The math phobes can open their eyes now.
The bottom line is that a z-score above 3 means you can be very sure there is a lot of fraud going on at this MCC.
If the z-score is less than -3, then you can be sure that fraud is really avoiding this MCC.
So our tree model might pay a lot of attention to an MCC with a 10.7 z-score.
I set up z-score tables for lots of primary variables, and then discard the primary variables. And some of the added variables.
As fraud changes, update the z-scores – it’s like updating the model, but for less work. Usually, I keep a running fraud rate for, say, the POS state during the last month. I update this TABLE once a week
There is another advantage here. Comparing against z-scores makes for more compact rule text.
There is another disadvantage here. Splitting on a large list like postal codes makes for HUGE rules. Some environments impose character limits on decline expressions. It would be much better to have some proxy to postal codes to make the expression shorter.

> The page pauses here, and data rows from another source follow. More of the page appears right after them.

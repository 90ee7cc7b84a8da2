// ============================================================
// RECORD VALIDATOR
// ============================================================
// Turn raw per-field input into a complete Record or name the
// first offending field in schema order.

use std::collections::HashMap;
use std::sync::Arc;

use crate::domain::record::{FieldError, FieldIssue, RawValue, Record};
use crate::domain::schema::ColumnSchema;

/// Strict validator for single-entry input
pub struct RecordValidator {
    schema: Arc<ColumnSchema>,
}

impl RecordValidator {
    pub fn new(schema: Arc<ColumnSchema>) -> Self {
        Self { schema }
    }

    /// Validate a field-name keyed input. Keys outside the schema are ignored.
    pub fn validate(&self, raw: &HashMap<String, RawValue>) -> Result<Record, FieldError> {
        let mut values = Vec::with_capacity(self.schema.len());

        for field in self.schema.iter() {
            let value = match raw.get(field) {
                None => {
                    return Err(FieldError {
                        field: field.to_string(),
                        issue: FieldIssue::Missing,
                    })
                }
                Some(value) => parse_field(field, value)?,
            };
            values.push(value);
        }

        Ok(Record::from_checked(self.schema.clone(), values))
    }
}

/// Parse one raw cell into a finite number
pub fn parse_field(field: &str, value: &RawValue) -> Result<f64, FieldError> {
    let number = match value {
        RawValue::Number(n) => *n,
        RawValue::Text(text) => {
            let trimmed = text.trim();
            if trimmed.is_empty() {
                return Err(FieldError {
                    field: field.to_string(),
                    issue: FieldIssue::Missing,
                });
            }
            trimmed.parse::<f64>().map_err(|_| FieldError {
                field: field.to_string(),
                issue: FieldIssue::NotNumeric(trimmed.to_string()),
            })?
        }
    };

    if !number.is_finite() {
        return Err(FieldError {
            field: field.to_string(),
            issue: FieldIssue::NotFinite,
        });
    }
    Ok(number)
}

#[cfg(test)]
mod tests {
    use super::*;
    use crate::domain::schema::DEFAULT_FIELDS;

    fn full_input() -> HashMap<String, RawValue> {
        let values = [2.0, 120.0, 70.0, 20.0, 79.0, 32.0, 0.47, 33.0];
        DEFAULT_FIELDS
            .iter()
            .zip(values)
            .map(|(f, v)| (f.to_string(), RawValue::Number(v)))
            .collect()
    }

    fn validator() -> RecordValidator {
        RecordValidator::new(Arc::new(ColumnSchema::default()))
    }

    #[test]
    fn test_valid_input_follows_schema_order() {
        let record = validator().validate(&full_input()).unwrap();
        assert_eq!(
            record.values(),
            &[2.0, 120.0, 70.0, 20.0, 79.0, 32.0, 0.47, 33.0]
        );
    }

    #[test]
    fn test_text_values_are_trimmed_and_parsed() {
        let mut input = full_input();
        input.insert("Glucose".to_string(), RawValue::from(" 148 "));
        let record = validator().validate(&input).unwrap();
        assert_eq!(record.to_named_map()["Glucose"], 148.0);
    }

    #[test]
    fn test_each_missing_field_is_named() {
        for field in DEFAULT_FIELDS {
            let mut input = full_input();
            input.remove(field);
            let err = validator().validate(&input).unwrap_err();
            assert_eq!(err.field, field);
            assert_eq!(err.issue, FieldIssue::Missing);
        }
    }

    #[test]
    fn test_each_corrupted_field_is_named() {
        for field in DEFAULT_FIELDS {
            let mut input = full_input();
            input.insert(field.to_string(), RawValue::from("abc"));
            let err = validator().validate(&input).unwrap_err();
            assert_eq!(err.field, field);
            assert_eq!(err.issue, FieldIssue::NotNumeric("abc".to_string()));
        }
    }

    #[test]
    fn test_first_offender_in_schema_order_wins() {
        let mut input = full_input();
        input.remove("Age");
        input.insert("Glucose".to_string(), RawValue::from(""));
        let err = validator().validate(&input).unwrap_err();
        assert_eq!(err.field, "Glucose");
    }

    #[test]
    fn test_non_finite_rejected() {
        let mut input = full_input();
        input.insert("BMI".to_string(), RawValue::Number(f64::INFINITY));
        let err = validator().validate(&input).unwrap_err();
        assert_eq!(err.field, "BMI");
        assert_eq!(err.issue, FieldIssue::NotFinite);

        input.insert("BMI".to_string(), RawValue::from("NaN"));
        let err = validator().validate(&input).unwrap_err();
        assert_eq!(err.issue, FieldIssue::NotFinite);
    }

    #[test]
    fn test_extra_keys_are_ignored() {
        let mut input = full_input();
        input.insert("Outcome".to_string(), RawValue::from("oops"));
        assert!(validator().validate(&input).is_ok());
    }
}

Using this approach makes models last dramatically longer. Sure lots of people will just retrain their model frequently, but that’s more work than updating a table.
Also, in my hands most modeling technologies actually perform better with z-scores even directly out of the gate. It’s easier to do numeric comparisons for splits than split by a bunch of categories. The cleaner split usually means better capture.
And this approach is not very hard. I keep a rolling calculator of the z-score for those frauds for, say, grocery stores over the last month.
Every two weeks, I update the table and leave the model along.
So, in quick summary, we’ve
added space and time variables
removed specific features that might change
and replaced them with z-scores
The upshot is you get models that last years, not months.